> **EXERCISE AIM**: Would you retype each of the records exactly as shown?

> **PROVIDED DATA**:
========================================
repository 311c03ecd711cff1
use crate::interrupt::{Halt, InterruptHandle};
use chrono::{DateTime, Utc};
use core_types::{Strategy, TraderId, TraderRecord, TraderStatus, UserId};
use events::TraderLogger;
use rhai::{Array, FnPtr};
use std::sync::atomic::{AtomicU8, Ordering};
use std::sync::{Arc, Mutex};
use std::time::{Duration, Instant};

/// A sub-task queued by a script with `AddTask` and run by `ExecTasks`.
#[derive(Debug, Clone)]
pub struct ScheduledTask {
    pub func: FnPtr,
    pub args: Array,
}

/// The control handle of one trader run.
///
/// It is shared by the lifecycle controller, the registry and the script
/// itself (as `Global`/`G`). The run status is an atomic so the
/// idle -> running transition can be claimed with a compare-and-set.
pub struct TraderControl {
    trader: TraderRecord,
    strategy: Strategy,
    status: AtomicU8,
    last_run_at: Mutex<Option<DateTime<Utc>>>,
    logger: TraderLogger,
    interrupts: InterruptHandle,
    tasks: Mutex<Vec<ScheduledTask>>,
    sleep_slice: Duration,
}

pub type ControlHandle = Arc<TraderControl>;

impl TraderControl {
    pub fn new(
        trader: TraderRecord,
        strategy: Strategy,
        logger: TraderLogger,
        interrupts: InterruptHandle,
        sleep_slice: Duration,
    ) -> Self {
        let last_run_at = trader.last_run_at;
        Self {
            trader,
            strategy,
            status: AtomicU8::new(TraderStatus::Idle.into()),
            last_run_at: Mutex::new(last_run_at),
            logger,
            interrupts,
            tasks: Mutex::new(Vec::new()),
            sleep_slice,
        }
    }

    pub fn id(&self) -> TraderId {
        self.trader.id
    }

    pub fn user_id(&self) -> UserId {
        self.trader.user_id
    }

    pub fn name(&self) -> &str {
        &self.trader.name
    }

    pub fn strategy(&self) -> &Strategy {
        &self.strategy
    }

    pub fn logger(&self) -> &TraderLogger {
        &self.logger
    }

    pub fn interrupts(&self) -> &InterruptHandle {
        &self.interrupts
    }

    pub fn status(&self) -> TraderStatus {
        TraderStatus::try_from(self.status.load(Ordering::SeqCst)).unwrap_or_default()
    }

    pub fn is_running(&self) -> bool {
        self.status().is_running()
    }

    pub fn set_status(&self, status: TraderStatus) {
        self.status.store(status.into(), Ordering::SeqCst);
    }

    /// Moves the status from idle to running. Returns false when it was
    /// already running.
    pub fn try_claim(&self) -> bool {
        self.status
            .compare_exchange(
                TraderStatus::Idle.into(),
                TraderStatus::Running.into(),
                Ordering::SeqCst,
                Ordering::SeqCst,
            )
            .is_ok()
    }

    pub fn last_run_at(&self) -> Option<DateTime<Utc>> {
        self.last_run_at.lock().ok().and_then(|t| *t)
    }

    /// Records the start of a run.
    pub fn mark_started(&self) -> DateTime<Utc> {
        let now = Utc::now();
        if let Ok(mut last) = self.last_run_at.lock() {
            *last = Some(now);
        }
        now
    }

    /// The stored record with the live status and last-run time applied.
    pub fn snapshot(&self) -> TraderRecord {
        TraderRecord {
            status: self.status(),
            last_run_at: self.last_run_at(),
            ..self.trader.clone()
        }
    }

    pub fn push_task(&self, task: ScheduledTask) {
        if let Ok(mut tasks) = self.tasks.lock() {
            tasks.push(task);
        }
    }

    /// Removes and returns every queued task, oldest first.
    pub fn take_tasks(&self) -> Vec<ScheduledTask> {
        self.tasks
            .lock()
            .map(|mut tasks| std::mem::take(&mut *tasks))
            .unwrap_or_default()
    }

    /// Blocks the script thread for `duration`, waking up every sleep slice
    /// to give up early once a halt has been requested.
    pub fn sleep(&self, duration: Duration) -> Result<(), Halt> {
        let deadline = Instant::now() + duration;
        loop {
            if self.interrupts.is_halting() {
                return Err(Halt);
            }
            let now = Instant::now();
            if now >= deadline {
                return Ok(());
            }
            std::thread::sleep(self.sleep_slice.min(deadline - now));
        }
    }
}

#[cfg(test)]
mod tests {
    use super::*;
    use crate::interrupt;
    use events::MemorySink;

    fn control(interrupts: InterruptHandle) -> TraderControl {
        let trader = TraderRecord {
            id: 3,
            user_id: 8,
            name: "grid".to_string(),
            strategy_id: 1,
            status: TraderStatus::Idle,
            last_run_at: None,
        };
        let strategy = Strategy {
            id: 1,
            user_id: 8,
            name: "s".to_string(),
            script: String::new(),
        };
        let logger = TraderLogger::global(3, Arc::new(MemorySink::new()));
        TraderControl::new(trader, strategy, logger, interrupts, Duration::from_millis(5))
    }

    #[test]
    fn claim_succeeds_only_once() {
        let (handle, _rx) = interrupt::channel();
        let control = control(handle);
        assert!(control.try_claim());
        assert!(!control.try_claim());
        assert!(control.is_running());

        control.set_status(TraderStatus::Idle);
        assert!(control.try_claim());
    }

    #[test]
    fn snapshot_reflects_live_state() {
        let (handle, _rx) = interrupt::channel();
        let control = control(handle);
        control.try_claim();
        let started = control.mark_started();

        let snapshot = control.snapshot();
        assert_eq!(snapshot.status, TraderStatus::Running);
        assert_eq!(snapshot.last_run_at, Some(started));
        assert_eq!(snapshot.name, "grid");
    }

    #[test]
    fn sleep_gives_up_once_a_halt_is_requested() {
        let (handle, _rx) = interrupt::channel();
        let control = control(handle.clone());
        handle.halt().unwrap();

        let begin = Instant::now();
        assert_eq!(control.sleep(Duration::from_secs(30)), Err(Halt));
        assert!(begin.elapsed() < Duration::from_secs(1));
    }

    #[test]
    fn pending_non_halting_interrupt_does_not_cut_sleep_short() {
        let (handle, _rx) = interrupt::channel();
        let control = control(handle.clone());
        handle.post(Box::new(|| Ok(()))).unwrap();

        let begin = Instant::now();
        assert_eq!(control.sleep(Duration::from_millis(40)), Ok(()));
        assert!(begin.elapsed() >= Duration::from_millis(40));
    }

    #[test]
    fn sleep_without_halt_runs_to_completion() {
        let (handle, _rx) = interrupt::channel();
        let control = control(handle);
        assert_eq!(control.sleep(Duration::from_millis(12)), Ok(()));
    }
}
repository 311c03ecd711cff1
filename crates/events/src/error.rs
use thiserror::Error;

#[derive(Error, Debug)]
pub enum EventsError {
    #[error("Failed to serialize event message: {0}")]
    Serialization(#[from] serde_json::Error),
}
========================================
> **REPLY TO THE TASK**:
repository 311c03ecd711cff1
use crate::interrupt::{Halt, InterruptHandle};
use chrono::{DateTime, Utc};
use core_types::{Strategy, TraderId, TraderRecord, TraderStatus, UserId};
use events::TraderLogger;
use rhai::{Array, FnPtr};
use std::sync::atomic::{AtomicU8, Ordering};
use std::sync::{Arc, Mutex};
use std::time::{Duration, Instant};

/// A sub-task queued by a script with `AddTask` and run by `ExecTasks`.
#[derive(Debug, Clone)]
pub struct ScheduledTask {
    pub func: FnPtr,
    pub args: Array,
}

/// The control handle of one trader run.
///
/// It is shared by the lifecycle controller, the registry and the script
/// itself (as `Global`/`G`). The run status is an atomic so the
/// idle -> running transition can be claimed with a compare-and-set.
pub struct TraderControl {
    trader: TraderRecord,
    strategy: Strategy,
    status: AtomicU8,
    last_run_at: Mutex<Option<DateTime<Utc>>>,
    logger: TraderLogger,
    interrupts: InterruptHandle,
    tasks: Mutex<Vec<ScheduledTask>>,
    sleep_slice: Duration,
}

pub type ControlHandle = Arc<TraderControl>;

impl TraderControl {
    pub fn new(
        trader: TraderRecord,
        strategy: Strategy,
        logger: TraderLogger,
        interrupts: InterruptHandle,
        sleep_slice: Duration,
    ) -> Self {
        let last_run_at = trader.last_run_at;
        Self {
            trader,
            strategy,
            status: AtomicU8::new(TraderStatus::Idle.into()),
            last_run_at: Mutex::new(last_run_at),
            logger,
            interrupts,
            tasks: Mutex::new(Vec::new()),
            sleep_slice,
        }
    }

    pub fn id(&self) -> TraderId {
        self.trader.id
    }

    pub fn user_id(&self) -> UserId {
        self.trader.user_id
    }

    pub fn name(&self) -> &str {
        &self.trader.name
    }

    pub fn strategy(&self) -> &Strategy {
        &self.strategy
    }

    pub fn logger(&self) -> &TraderLogger {
        &self.logger
    }

    pub fn interrupts(&self) -> &InterruptHandle {
        &self.interrupts
    }

    pub fn status(&self) -> TraderStatus {
        TraderStatus::try_from(self.status.load(Ordering::SeqCst)).unwrap_or_default()
    }

    pub fn is_running(&self) -> bool {
        self.status().is_running()
    }

    pub fn set_status(&self, status: TraderStatus) {
        self.status.store(status.into(), Ordering::SeqCst);
    }

    /// Moves the status from idle to running. Returns false when it was
    /// already running.
    pub fn try_claim(&self) -> bool {
        self.status
            .compare_exchange(
                TraderStatus::Idle.into(),
                TraderStatus::Running.into(),
                Ordering::SeqCst,
                Ordering::SeqCst,
            )
            .is_ok()
    }

    pub fn last_run_at(&self) -> Option<DateTime<Utc>> {
        self.last_run_at.lock().ok().and_then(|t| *t)
    }

    /// Records the start of a run.
    pub fn mark_started(&self) -> DateTime<Utc> {
        let now = Utc::now();
        if let Ok(mut last) = self.last_run_at.lock() {
            *last = Some(now);
        }
        now
    }

    /// The stored record with the live status and last-run time applied.
    pub fn snapshot(&self) -> TraderRecord {
        TraderRecord {
            status: self.status(),
            last_run_at: self.last_run_at(),
            ..self.trader.clone()
        }
    }

    pub fn push_task(&self, task: ScheduledTask) {
        if let Ok(mut tasks) = self.tasks.lock() {
            tasks.push(task);
        }
    }

    /// Removes and returns every queued task, oldest first.
    pub fn take_tasks(&self) -> Vec<ScheduledTask> {
        self.tasks
            .lock()
            .map(|mut tasks| std::mem::take(&mut *tasks))
            .unwrap_or_default()
    }

    /// Blocks the script thread for `duration`, waking up every sleep slice
    /// to give up early once a halt has been requested.
    pub fn sleep(&self, duration: Duration) -> Result<(), Halt> {
        let deadline = Instant::now() + duration;
        loop {
            if self.interrupts.is_halting() {
                return Err(Halt);
            }
            let now = Instant::now();
            if now >= deadline {
                return Ok(());
            }
            std::thread::sleep(self.sleep_slice.min(deadline - now));
        }
    }
}

#[cfg(test)]
mod tests {
    use super::*;
    use crate::interrupt;
    use events::MemorySink;

    fn control(interrupts: InterruptHandle) -> TraderControl {
        let trader = TraderRecord {
            id: 3,
            user_id: 8,
            name: "grid".to_string(),
            strategy_id: 1,
            status: TraderStatus::Idle,
            last_run_at: None,
        };
        let strategy = Strategy {
            id: 1,
            user_id: 8,
            name: "s".to_string(),
            script: String::new(),
        };
        let logger = TraderLogger::global(3, Arc::new(MemorySink::new()));
        TraderControl::new(trader, strategy, logger, interrupts, Duration::from_millis(5))
    }

    #[test]
    fn claim_succeeds_only_once() {
        let (handle, _rx) = interrupt::channel();
        let control = control(handle);
        assert!(control.try_claim());
        assert!(!control.try_claim());
        assert!(control.is_running());

        control.set_status(TraderStatus::Idle);
        assert!(control.try_claim());
    }

    #[test]
    fn snapshot_reflects_live_state() {
        let (handle, _rx) = interrupt::channel();
        let control = control(handle);
        control.try_claim();
        let started = control.mark_started();

        let snapshot = control.snapshot();
        assert_eq!(snapshot.status, TraderStatus::Running);
        assert_eq!(snapshot.last_run_at, Some(started));
        assert_eq!(snapshot.name, "grid");
    }

    #[test]
    fn sleep_gives_up_once_a_halt_is_requested() {
        let (handle, _rx) = interrupt::channel();
        let control = control(handle.clone());
        handle.halt().unwrap();

        let begin = Instant::now();
        assert_eq!(control.sleep(Duration::from_secs(30)), Err(Halt));
        assert!(begin.elapsed() < Duration::from_secs(1));
    }

    #[test]
    fn pending_non_halting_interrupt_does_not_cut_sleep_short() {
        let (handle, _rx) = interrupt::channel();
        let control = control(handle.clone());
        handle.post(Box::new(|| Ok(()))).unwrap();

        let begin = Instant::now();
        assert_eq!(control.sleep(Duration::from_millis(40)), Ok(()));
        assert!(begin.elapsed() >= Duration::from_millis(40));
    }

    #[test]
    fn sleep_without_halt_runs_to_completion() {
        let (handle, _rx) = interrupt::channel();
        let control = control(handle);
        assert_eq!(control.sleep(Duration::from_millis(12)), Ok(()));
    }
}
repository 311c03ecd711cff1
filename crates/events/src/error.rs
use thiserror::Error;

#[derive(Error, Debug)]
pub enum EventsError {
    #[error("Failed to serialize event message: {0}")]
    Serialization(#[from] serde_json::Error),
}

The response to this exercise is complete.